Castello, locanda, giardino, arena per la giostra della bufale (alle mura romane sono ancora agganciati gli anelli per legare gli animali), teatro (rimangono i resti incassati nel muro degli orinatoi) e auditorium. “Non esiste a Roma un monumento che abbia avuto un palinsesto così ampio di destinazioni d’uso”, ci dice Elisabetta Carnabuci, archeologa della sovrintendenza capitolina e responsabile dello scavo. “Ora – spiega – la vera sfida è riuscire a raccontarne la storia perché è lunghissima, eterogenea e ci rimane molto poco”.

 

La molteplicità degli usi che nei secoli hanno trasformato il mausoleo è quasi eguagliata dalla molteplicità di rivendicazioni di merito di questi giorni. Per la riapertura lunedì la sindaca di Roma Virginia Raggi ha invitato a visitare con lei il monumento le rappresentanze di alcune categorie di cittadini particolarmente colpite dalle conseguenze della pandemia: commercianti, commessi, baristi, ristoratori, medici e infermieri.
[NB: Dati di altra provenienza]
//! Response engine: the entry point used by callers.
//!
//! # Example
//!
//! ```
//! use std::sync::Arc;
//!
//! use solace::corpus::TrainingCorpus;
//! use solace::engine::{EngineConfig, ResponseEngine};
//! use solace::store::MemoryModelStore;
//!
//! # fn main() -> solace::error::Result<()> {
//! let engine = ResponseEngine::new(
//!     EngineConfig::default(),
//!     TrainingCorpus::builtin(),
//!     Arc::new(MemoryModelStore::new()),
//! )?;
//!
//! let response = engine.classify("I can't sleep at night");
//! assert_eq!(response.intent.as_deref(), Some("health.sleep"));
//! # Ok(())
//! # }
//! ```

pub mod config;
pub mod engine;
pub mod response;

pub use config::{DEFAULT_ERROR_RESPONSE, DEFAULT_FALLBACK_RESPONSES, EngineConfig};
pub use engine::{EngineState, ModelInfo, ModelSource, ResponseEngine, TrainingReport};
pub use response::{ClassifyResponse, ResponseSelector, SelectionStrategy};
Il giorno dopo l’ex vicesindaco e assessore alla Cultura silurato da Raggi, Luca Bergamo, ha ricordato su Facebook: “Nel 2016 la convenzione con Telecom rischiava di essere vanificata, solo grazie al mio intervento a quello del Sovrintendente capitolino e alla disponibilità della fondazione fu confermata”. Due giorni dopo a intervenire per mettere i punti sulle i è stato l’ex primo cittadino Ignazio Marino: “Vorrei ringraziare Beppe Grillo per aver consentito, da Garante del M5s, alla Sindaca Virginia Raggi di dedicare qualche minuto nella sua giornata a celebrare il lavoro coordinato da Giovanni Caudo e dalla mia Giunta”.